Adverse effects of media on America

Women in America are one of the largest and highly influenced populations of our society. Whether young or old American women are adversely effected by media in many ways. Young girls and women are highly influenced by images of models, from clothing styles and makeup to lifestyles of the rich and famous. Young girls are dying in large numbers from starving themselves, because the media sells thinness as beauty. Middle aged women are maxing out credits cards to live up to societal standards according to advertising in magazines and on TV. Adverse effects of media on American society are shown increasingly in aging women. The emphasis on youth today as presented by the media, on television, in books and magazines affects not only how the youth of today perceive older individuals, but especially how older women perceive themselves. Women who identify with physical appearance are more likely to suffer a lack of self-esteem with declining youth.
Ageism, prejudice and discrimination based on age and fueled by stereotypes and myths concerning older adults, contribute to a negative image of aging.
Additionally, Western Society views death as a loss of control rather than a natural part of the cycle of life, which can induce a negative cultural stereotype, and aging may suffer more from social isolation in the future. Growing numbers of elderly result in a greater economic burden, not just on their families, a rapidly aging population poses serious challenges to public policy today. This creates a fear of uselessness and becoming a burden on society, which initiates and perpetuates negative bias and stereotypical attitudes regarding aging.

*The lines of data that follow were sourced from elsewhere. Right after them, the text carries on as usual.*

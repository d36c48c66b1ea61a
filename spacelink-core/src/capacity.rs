//! Outbound capacity estimation.
//!
//! The fair scheduler reports how many bytes each service round
//! actually handed to the network. [`CapacityEstimator`] turns those
//! reports into an exponentially windowed bytes/second rate:
//!
//! ```text
//! w    = e^(-T / K)
//! rate = (1 - w) * bytes / T + w * rate
//! ```
//!
//! where `T` is the time since the previous sample and `K` the window.

use std::time::{Duration, Instant};

/// Exponentially windowed throughput estimator.
#[derive(Debug, Clone)]
pub struct CapacityEstimator {
    /// Averaging window `K`.
    window: Duration,
    /// Estimated bytes/second.
    rate: f64,
    last_sample: Option<Instant>,
    /// Bytes reported at `last_sample` that have not been folded in yet.
    pending_bytes: u64,
    total_bytes: u64,
    samples: u64,
}

impl CapacityEstimator {
    /// Create an estimator with a 1-second window.
    pub fn new() -> Self {
        Self::with_window(Duration::from_secs(1))
    }

    pub fn with_window(window: Duration) -> Self {
        let window = if window.is_zero() {
            Duration::from_millis(1)
        } else {
            window
        };
        Self {
            window,
            rate: 0.0,
            last_sample: None,
            pending_bytes: 0,
            total_bytes: 0,
            samples: 0,
        }
    }

    /// Fold in `bytes` delivered up to `time`.
    ///
    /// Samples at the same (or an earlier) instant accumulate until
    /// time moves forward.
    pub fn sample(&mut self, time: Instant, bytes: u64) {
        self.samples += 1;
        self.total_bytes += bytes;

        let Some(last) = self.last_sample else {
            self.last_sample = Some(time);
            self.pending_bytes = bytes;
            return;
        };

        let elapsed = time.saturating_duration_since(last);
        if elapsed.is_zero() {
            self.pending_bytes += bytes;
            return;
        }

        let t = elapsed.as_secs_f64();
        let w = (-t / self.window.as_secs_f64()).exp();
        let bytes = (self.pending_bytes + bytes) as f64;
        self.rate = (1.0 - w) * (bytes / t) + w * self.rate;
        self.last_sample = Some(time);
        self.pending_bytes = 0;
    }

    /// Current estimate in bytes/second.
    pub fn current_rate(&self) -> f64 {
        self.rate
    }

    pub fn window(&self) -> Duration {
        self.window
    }

    pub fn total_bytes(&self) -> u64 {
        self.total_bytes
    }

    pub fn sample_count(&self) -> u64 {
        self.samples
    }
}

impl Default for CapacityEstimator {
    fn default() -> Self {
        Self::new()
    }
}

// ── Tests ────────────────────────────────────────────────────────

#[cfg(test)]
mod tests {
    use super::*;

    #[test]
    fn empty_estimator_returns_zero() {
        let est = CapacityEstimator::new();
        assert_eq!(est.current_rate(), 0.0);
        assert_eq!(est.sample_count(), 0);
    }

    #[test]
    fn first_sample_only_sets_the_baseline() {
        let mut est = CapacityEstimator::new();
        est.sample(Instant::now(), 4096);
        assert_eq!(est.current_rate(), 0.0);
        assert_eq!(est.total_bytes(), 4096);
    }

    #[test]
    fn steady_traffic_converges_to_its_rate() {
        let mut est = CapacityEstimator::with_window(Duration::from_millis(100));
        let t0 = Instant::now();
        // 1000 bytes every 10ms = 100_000 B/s.
        for i in 0..=200u64 {
            est.sample(t0 + Duration::from_millis(10 * i), 1000);
        }
        let rate = est.current_rate();
        assert!((rate - 100_000.0).abs() < 1_000.0, "rate = {rate}");
    }

    #[test]
    fn same_instant_samples_accumulate() {
        let t0 = Instant::now();
        let t1 = t0 + Duration::from_secs(1);
        let t2 = t0 + Duration::from_secs(2);

        // Bytes reported again at t1 are carried into the next interval.
        let mut split = CapacityEstimator::with_window(Duration::from_secs(1));
        split.sample(t0, 0);
        split.sample(t1, 500);
        split.sample(t1, 100);
        split.sample(t2, 0);

        let mut whole = CapacityEstimator::with_window(Duration::from_secs(1));
        whole.sample(t0, 0);
        whole.sample(t1, 500);
        whole.sample(t2, 100);

        assert!((split.current_rate() - whole.current_rate()).abs() < 1e-9);
        assert_eq!(split.total_bytes(), whole.total_bytes());
    }

    #[test]
    fn idle_rounds_decay_the_estimate() {
        let mut est = CapacityEstimator::with_window(Duration::from_millis(100));
        let t0 = Instant::now();
        est.sample(t0, 0);
        est.sample(t0 + Duration::from_millis(100), 10_000);
        let busy = est.current_rate();
        est.sample(t0 + Duration::from_millis(600), 0);
        assert!(est.current_rate() < busy / 10.0);
    }
}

Ageism in this country has had a major effect on women's health and well-being as a whole. The life expectancy for women today is eighty, and increasing dramatically. One third of these women are impoverished and half of them die in nursing homes. Of those, money spent on medical costs is the predominant cause of bankruptcy and suicide. Some may face homelessness.
The needs and problems of older women as well as their strengths are being recognized and addressed due to the increase in research and studies over the past two decades. However, largely influenced by the media there is still negative influence on ageist attitudes today. Until addressed, these attitudes and the consequences of ageism on the elderly population will continue be a detriment to women and society as a whole.